Write the data below out again, with each line matching the original.
─── Supplied records
//! `/v1/engines` family/variant/release catalog and install/uninstall.

use axum::extract::{Path, State};
use axum::routing::{get, post};
use axum::{Json, Router};
use serde::{Deserialize, Serialize};

use crate::error::ApiResult;
use crate::state::AppState;
use cortex_core::{Error, HostDescriptor};
use cortex_entities::EngineEntry;
use cortex_registry::{Release, Variant};

pub fn routes() -> Router<AppState> {
    Router::new()
        .route("/v1/engines", get(list_engines))
        .route("/v1/engines/:family", get(get_engine).delete(delete_engine))
        .route("/v1/engines/:family/default", get(get_default).post(set_default))
        .route("/v1/engines/:family/releases", get(list_releases))
        .route("/v1/engines/:family/releases/:version", get(list_variants))
        .route("/v1/engines/:family/install", post(install_engine))
}

async fn list_engines(State(state): State<AppState>) -> ApiResult<Json<Vec<EngineEntry>>> {
    let engines = cortex_entities::engines::list(state.entities.engines())?;
    Ok(Json(engines))
}

async fn get_engine(State(state): State<AppState>, Path(family): Path<String>) -> ApiResult<Json<EngineEntry>> {
    let entry = cortex_entities::engines::list(state.entities.engines())?
        .into_iter()
        .find(|e| e.name == family)
        .ok_or_else(|| Error::not_found(format!("engine {family} not found")))?;
    Ok(Json(entry))
}

async fn delete_engine(State(state): State<AppState>, Path(family): Path<String>) -> ApiResult<Json<serde_json::Value>> {
    let installed = state.registry.installed_variants(&family)?;
    for (variant, version) in installed {
        state.registry.uninstall(&family, &version, &variant)?;
    }
    Ok(Json(serde_json::json!({ "family": family, "deleted": true })))
}

#[derive(Debug, Serialize)]
struct DefaultVariantResponse {
    family: String,
    version: Option<String>,
    variant: Option<String>,
}

async fn get_default(State(state): State<AppState>, Path(family): Path<String>) -> Json<DefaultVariantResponse> {
    let default = state.registry.get_default(&family);
    Json(DefaultVariantResponse {
        family,
        version: default.as_ref().map(|d| d.version.clone()),
        variant: default.as_ref().map(|d| d.variant.clone()),
    })
}

#[derive(Debug, Deserialize)]
struct SetDefaultRequest {
    version: String,
    variant: String,
}

async fn set_default(State(state): State<AppState>, Path(family): Path<String>, Json(request): Json<SetDefaultRequest>) -> ApiResult<Json<DefaultVariantResponse>> {
    state.registry.set_default(&family, &request.version, &request.variant)?;
    Ok(Json(DefaultVariantResponse {
        family,
        version: Some(request.version),
        variant: Some(request.variant),
    }))
}

async fn list_releases(State(state): State<AppState>, Path(family): Path<String>) -> ApiResult<Json<Vec<Release>>> {
    let releases = state.registry.releases(&family).await?;
    Ok(Json(releases))
}

async fn list_variants(State(state): State<AppState>, Path((family, version)): Path<(String, String)>) -> ApiResult<Json<Vec<Variant>>> {
    let variants = state.registry.variants(&family, &version).await?;
    Ok(Json(variants))
}

#[derive(Debug, Deserialize, Default)]
struct InstallRequest {
    #[serde(default)]
    version: Option<String>,
    #[serde(default)]
    variant: Option<String>,
}

async fn install_engine(State(state): State<AppState>, Path(family): Path<String>, body: axum::body::Bytes) -> ApiResult<Json<Variant>> {
    let request: InstallRequest = if body.is_empty() {
        InstallRequest::default()
    } else {
        serde_json::from_slice(&body).map_err(|e| Error::bad_request(format!("invalid install request body: {e}")))?
    };
    let host = HostDescriptor::runtime_fallback();
    let variant = state
        .registry
        .install(&family, request.version.as_deref(), request.variant.as_deref(), &host)
        .await?;
    state.events.publish(cortex_events::Event::ModelInstalled {
        family,
        variant: variant.tag.clone(),
        file_name: variant.url.clone(),
    });
    Ok(Json(variant))
}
──────
Completed exercise ▸
//! `/v1/engines` family/variant/release catalog and install/uninstall.

use axum::extract::{Path, State};
use axum::routing::{get, post};
use axum::{Json, Router};
use serde::{Deserialize, Serialize};

use crate::error::ApiResult;
use crate::state::AppState;
use cortex_core::{Error, HostDescriptor};
use cortex_entities::EngineEntry;
use cortex_registry::{Release, Variant};

pub fn routes() -> Router<AppState> {
    Router::new()
        .route("/v1/engines", get(list_engines))
        .route("/v1/engines/:family", get(get_engine).delete(delete_engine))
        .route("/v1/engines/:family/default", get(get_default).post(set_default))
        .route("/v1/engines/:family/releases", get(list_releases))
        .route("/v1/engines/:family/releases/:version", get(list_variants))
        .route("/v1/engines/:family/install", post(install_engine))
}

async fn list_engines(State(state): State<AppState>) -> ApiResult<Json<Vec<EngineEntry>>> {
    let engines = cortex_entities::engines::list(state.entities.engines())?;
    Ok(Json(engines))
}

async fn get_engine(State(state): State<AppState>, Path(family): Path<String>) -> ApiResult<Json<EngineEntry>> {
    let entry = cortex_entities::engines::list(state.entities.engines())?
        .into_iter()
        .find(|e| e.name == family)
        .ok_or_else(|| Error::not_found(format!("engine {family} not found")))?;
    Ok(Json(entry))
}

async fn delete_engine(State(state): State<AppState>, Path(family): Path<String>) -> ApiResult<Json<serde_json::Value>> {
    let installed = state.registry.installed_variants(&family)?;
    for (variant, version) in installed {
        state.registry.uninstall(&family, &version, &variant)?;
    }
    Ok(Json(serde_json::json!({ "family": family, "deleted": true })))
}

#[derive(Debug, Serialize)]
struct DefaultVariantResponse {
    family: String,
    version: Option<String>,
    variant: Option<String>,
}

async fn get_default(State(state): State<AppState>, Path(family): Path<String>) -> Json<DefaultVariantResponse> {
    let default = state.registry.get_default(&family);
    Json(DefaultVariantResponse {
        family,
        version: default.as_ref().map(|d| d.version.clone()),
        variant: default.as_ref().map(|d| d.variant.clone()),
    })
}

#[derive(Debug, Deserialize)]
struct SetDefaultRequest {
    version: String,
    variant: String,
}

async fn set_default(State(state): State<AppState>, Path(family): Path<String>, Json(request): Json<SetDefaultRequest>) -> ApiResult<Json<DefaultVariantResponse>> {
    state.registry.set_default(&family, &request.version, &request.variant)?;
    Ok(Json(DefaultVariantResponse {
        family,
        version: Some(request.version),
        variant: Some(request.variant),
    }))
}

async fn list_releases(State(state): State<AppState>, Path(family): Path<String>) -> ApiResult<Json<Vec<Release>>> {
    let releases = state.registry.releases(&family).await?;
    Ok(Json(releases))
}

async fn list_variants(State(state): State<AppState>, Path((family, version)): Path<(String, String)>) -> ApiResult<Json<Vec<Variant>>> {
    let variants = state.registry.variants(&family, &version).await?;
    Ok(Json(variants))
}

#[derive(Debug, Deserialize, Default)]
struct InstallRequest {
    #[serde(default)]
    version: Option<String>,
    #[serde(default)]
    variant: Option<String>,
}

async fn install_engine(State(state): State<AppState>, Path(family): Path<String>, body: axum::body::Bytes) -> ApiResult<Json<Variant>> {
    let request: InstallRequest = if body.is_empty() {
        InstallRequest::default()
    } else {
        serde_json::from_slice(&body).map_err(|e| Error::bad_request(format!("invalid install request body: {e}")))?
    };
    let host = HostDescriptor::runtime_fallback();
    let variant = state
        .registry
        .install(&family, request.version.as_deref(), request.variant.as_deref(), &host)
        .await?;
    state.events.publish(cortex_events::Event::ModelInstalled {
        family,
        variant: variant.tag.clone(),
        file_name: variant.url.clone(),
    });
    Ok(Json(variant))
}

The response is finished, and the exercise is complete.